How court misstep in Uhuru case dimmed the promise of Chapter Six

Former President Uhuru Kenyatta addressing mourners at a burial in Ichaweri, Gatundu South. [John Muchucha, Standard]

In the land where the rains pound the soil but never quench the thirst, political elite in this country have turned the pulpit into a podium. The sanctuary is now a stage, and the church a repository for questionable wealth.

It is here, in the hallowed halls of worship, that men and women, who should be under the sharp eye of the law, seek redemption through donation. Not repentance, just money.

This public display of generosity is not just a symptom; it is a disease of the poverty of integrity in our leadership. A disease that was nourished more when the High Court in 2012 in its fatal misstep, first failed to interpret correctly the integrity test under Chapter 6 of the Constitution. The recent ‘toa dada, toa ndugu spree’ is just but a facet of the integrity question.
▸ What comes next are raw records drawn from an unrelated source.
//! FINS client: command construction, SID correlation and reply validation.
//!
//! [`FinsClient`] turns word-level reads and writes into exactly one
//! request each. It never re-sends; callers that want retries (the handshake
//! coordinator) apply their own policy.
//!
//! A reply that arrives after its request timed out would otherwise be taken
//! as the answer to the next request. Before sending, the client drains
//! anything already queued, and a reply carrying another SID is discarded
//! while the client keeps waiting, up to [`MAX_SID_RETRIES`] times.
//!
//! Exchanges against one PLC are single-flight: the client holds an async
//! mutex for the duration of each round trip so that concurrent tasks
//! sharing the client never receive each other's replies.
//!
//! # Example
//!
//! ```
//! use fins_gateway::{FinsClient, MemoryArea, NodeAddress, SimulatedPlc};
//!
//! # #[tokio::main(flavor = "current_thread")]
//! # async fn main() -> fins_gateway::Result<()> {
//! let plc = SimulatedPlc::new();
//! let client = FinsClient::new(plc.clone(), NodeAddress::new(0, 1, 0), NodeAddress::new(0, 10, 0));
//!
//! client.write(MemoryArea::DM, 200, &[0x1234, 0x5678]).await?;
//! assert_eq!(client.read(MemoryArea::DM, 200, 2).await?, vec![0x1234, 0x5678]);
//! # Ok(())
//! # }
//! ```

use std::sync::atomic::{AtomicU8, Ordering};

use tokio::sync::Mutex;

use crate::command::{ReadWordCommand, WriteWordCommand};
use crate::error::{FinsError, Result};
use crate::header::NodeAddress;
use crate::memory::MemoryArea;
use crate::response::FinsResponse;
use crate::transport::Transport;

/// Replies with a foreign SID discarded before giving up on an exchange.
pub const MAX_SID_RETRIES: usize = 3;

/// FINS client bound to one PLC endpoint.
pub struct FinsClient {
    transport: Box<dyn Transport>,
    source: NodeAddress,
    destination: NodeAddress,
    sid_counter: AtomicU8,
    in_flight: Mutex<()>,
}

impl FinsClient {
    /// Creates a client over `transport`.
    pub fn new(
        transport: impl Transport + 'static,
        source: NodeAddress,
        destination: NodeAddress,
    ) -> Self {
        Self {
            transport: Box::new(transport),
            source,
            destination,
            sid_counter: AtomicU8::new(0),
            in_flight: Mutex::new(()),
        }
    }

    fn next_sid(&self) -> u8 {
        self.sid_counter.fetch_add(1, Ordering::Relaxed)
    }

    async fn round_trip(&self, frame: &[u8], sid: u8) -> Result<FinsResponse> {
        let response = {
            let _turn = self.in_flight.lock().await;
            let stale = self.transport.drain_pending();
            if stale > 0 {
                tracing::debug!(stale, "discarded late replies before sending");
            }
            self.exchange_with_sid(frame, sid).await?
        };
        response.check_error()?;
        Ok(response)
    }

    async fn exchange_with_sid(&self, frame: &[u8], sid: u8) -> Result<FinsResponse> {
        let mut reply = self.transport.exchange(frame).await?;
        let mut discarded = 0;
        loop {
            let response = FinsResponse::from_bytes(&reply)?;
            if response.header.sid == sid {
                return Ok(response);
            }
            if discarded == MAX_SID_RETRIES {
                return Err(FinsError::sid_mismatch(sid, response.header.sid));
            }
            discarded += 1;
            tracing::debug!(
                expected = sid,
                received = response.header.sid,
                "discarding reply to an earlier request"
            );
            reply = self.transport.receive().await?;
        }
    }

    /// Reads `count` words starting at `address`.
    ///
    /// # Errors
    ///
    /// Returns an error if the count is out of range, the exchange fails, or
    /// the PLC reports a non-zero end code.
    pub async fn read(&self, area: MemoryArea, address: u16, count: u16) -> Result<Vec<u16>> {
        let sid = self.next_sid();
        let cmd = ReadWordCommand::new(self.destination, self.source, sid, area, address, count)?;

        let response = self.round_trip(&cmd.to_bytes(), sid).await?;
        let words = response.to_words(count)?;
        tracing::trace!(%area, address, count, sid, "area read");
        Ok(words)
    }

    /// Writes `data` starting at `address`.
    ///
    /// # Errors
    ///
    /// Returns an error if the data is empty or too long, the exchange fails,
    /// or the PLC reports a non-zero end code.
    pub async fn write(&self, area: MemoryArea, address: u16, data: &[u16]) -> Result<()> {
        let sid = self.next_sid();
        let cmd = WriteWordCommand::new(self.destination, self.source, sid, area, address, data)?;

        self.round_trip(&cmd.to_bytes(), sid).await?;
        tracing::trace!(%area, address, count = data.len(), sid, "area write");
        Ok(())
    }

    /// Returns the source node address.
    pub fn source(&self) -> NodeAddress {
        self.source
    }

    /// Returns the destination node address.
    pub fn destination(&self) -> NodeAddress {
        self.destination
    }
}

impl std::fmt::Debug for FinsClient {
    fn fmt(&self, f: &mut std::fmt::Formatter<'_>) -> std::fmt::Result {
        f.debug_struct("FinsClient")
            .field("transport", &self.transport.describe())
            .field("source", &self.source)
            .field("destination", &self.destination)
            .finish()
    }
}

#[cfg(test)]
mod tests {
    use super::*;
    use std::net::SocketAddr;
    use std::time::Duration;

    use tokio::net::UdpSocket;

    use crate::sim::SimulatedPlc;
    use crate::transport::UdpTransport;

    fn client(plc: &SimulatedPlc) -> FinsClient {
        FinsClient::new(
            plc.clone(),
            NodeAddress::new(0, 1, 0),
            NodeAddress::new(0, 10, 0),
        )
    }

    #[tokio::test]
    async fn test_write_then_read() {
        let plc = SimulatedPlc::new();
        let client = client(&plc);

        client.write(MemoryArea::DM, 100, &[1, 2, 3]).await.unwrap();
        assert_eq!(plc.word(101), 2);
        assert_eq!(client.read(MemoryArea::DM, 100, 3).await.unwrap(), vec![1, 2, 3]);
    }

    #[tokio::test]
    async fn test_protocol_error_surfaces() {
        let plc = SimulatedPlc::new();
        plc.reject_writes(500..501, 0x2101);
        let client = client(&plc);

        let err = client.write(MemoryArea::DM, 500, &[7]).await.unwrap_err();
        match err {
            FinsError::Protocol { code, message } => {
                assert_eq!(code, 0x2101);
                assert_eq!(message, "read-only");
            }
            other => panic!("expected protocol error, got {other:?}"),
        }
        assert_eq!(plc.word(500), 0);
    }

    #[tokio::test]
    async fn test_timeout_surfaces() {
        let plc = SimulatedPlc::new();
        plc.time_out_next(1);
        let client = client(&plc);

        assert!(client.read(MemoryArea::DM, 0, 1).await.unwrap_err().is_timeout());
        assert!(client.read(MemoryArea::DM, 0, 1).await.is_ok());
    }

    /// Serves `plc` over UDP. The reply to the first request is held back
    /// by `first_delay`; every reply is sent `copies` times.
    async fn serve_over_udp(plc: SimulatedPlc, first_delay: Duration, copies: usize) -> SocketAddr {
        let socket = UdpSocket::bind("127.0.0.1:0").await.unwrap();
        let addr = socket.local_addr().unwrap();
        tokio::spawn(async move {
            let mut buf = [0u8; 2048];
            let mut delay = first_delay;
            loop {
                let (n, peer) = socket.recv_from(&mut buf).await.unwrap();
                let reply = plc.exchange(&buf[..n]).await.unwrap();
                tokio::time::sleep(std::mem::take(&mut delay)).await;
                for _ in 0..copies {
                    socket.send_to(&reply, peer).await.unwrap();
                }
            }
        });
        addr
    }

    async fn udp_client(addr: SocketAddr, timeout: Duration) -> FinsClient {
        let transport = UdpTransport::connect(addr, timeout).await.unwrap();
        FinsClient::new(transport, NodeAddress::new(0, 1, 0), NodeAddress::new(0, 10, 0))
    }

    #[tokio::test]
    async fn test_late_reply_does_not_desync_later_exchanges() {
        let plc = SimulatedPlc::new();
        plc.set_words(300, &[11, 22]);
        let addr = serve_over_udp(plc, Duration::from_millis(150), 1).await;
        let client = udp_client(addr, Duration::from_millis(100)).await;

        assert!(client.read(MemoryArea::DM, 300, 1).await.unwrap_err().is_timeout());
        for _ in 0..5 {
            assert_eq!(client.read(MemoryArea::DM, 300, 2).await.unwrap(), vec![11, 22]);
        }
    }

    #[tokio::test]
    async fn test_duplicate_replies_are_discarded() {
        let plc = SimulatedPlc::new();
        let addr = serve_over_udp(plc.clone(), Duration::ZERO, 2).await;
        let client = udp_client(addr, Duration::from_millis(500)).await;

        for value in 1..=4u16 {
            client.write(MemoryArea::DM, 400, &[value]).await.unwrap();
            assert_eq!(client.read(MemoryArea::DM, 400, 1).await.unwrap(), vec![value]);
        }
        assert_eq!(plc.word(400), 4);
    }

    #[test]
    fn test_debug_output() {
        let client = client(&SimulatedPlc::new());
        let debug_str = format!("{:?}", client);
        assert!(debug_str.contains("FinsClient"));
        assert!(debug_str.contains("simulated"));
    }
}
Although integrity questions were with us as a society before 2010, the High Court in 2012 failed to interpret the integrity Chapter in a manner that raises the ethical threshold to the peak Kenyans intended in the Constitution.

In 2012, the High Court faced its moment of truth. The question was clear: Could two men facing charges at the International Criminal Court run for the highest office in the land? The answer was a legal maze, twisted with the vines of political expediency.

The judges, bound by law but seemingly unshackled from principle, ruled that Uhuru Kenyatta and William Ruto could vie for the presidency despite the shadows of crimes against humanity hanging over their shoulders. It was the first sin. The original wound.The crack in the dam that allowed the flood of impunity to drown the promise of Chapter Six of the Constitution.

The Judiciary held the door open, and through it walked not just two men, but an entire generation of politicians with tainted pasts. They were armed with legal loopholes and a misplaced sense of entitlement.

The price? We now watch powerless, as wealth of dubious origins is paraded in places of worship. Yes, we just watch as corruption and leadership become interchangeable, and as integrity remains an orphan in the land of the righteous.

In 2024, High Court judge Francis Gikonyo, in the case involving Anthony Mwaura, the Kenya Revenue Authority board, delivered a judgment that should have been written in stone long ago. She ruled that a person need not be convicted to be disqualified under Chapter Six of the Constitution. Conviction, she argued, is not the only measure of integrity.

A leader must meet a higher test that goes beyond legal technicalities and speaks to the spirit of leadership. This was the judgment Kenya had been waiting for. It echoed the voices of the drafters of the Constitution, those who sat in the Constitution of Kenya Review Commission and the Committee of Experts, crafting laws that would keep the morally bankrupt from power.

They knew that Kenyans wanted a standard that rises above the mere presumption of innocence. After all, leadership is not a criminal trial but a sacred trust.

Even an acquitted leader can still fail the integrity test. The Constitution was meant to separate the wheat from the chaff, the shepherd from the wolf. But for too long, Kenya has been led by wolves dressed in the robes of humility, their teeth dripping with the blood of public coffers.

Justice Gikonyo has given Kenya a second chance to right the wrong. But will the nation listen? Or will it once again choose the path of least resistance, allowing the ghosts of 2012 to continue haunting its democracy? Only time will tell.

But as our leaders kneel in churches built on questionable wealth, let them remember that even the loudest prayers cannot silence the cries of a people betrayed by lack of integrity. Integrity, though on the chopping board, can be partly saved if the call from Gikonyo is implemented.

Our Constitution envisaged that the integrity test is stand alone and separate from a court process, that of a common citizen assessment. Put differently, the good judge was restating that it is not enough defence for one accused of corruption to simply argue there is an appeal or they were acquitted.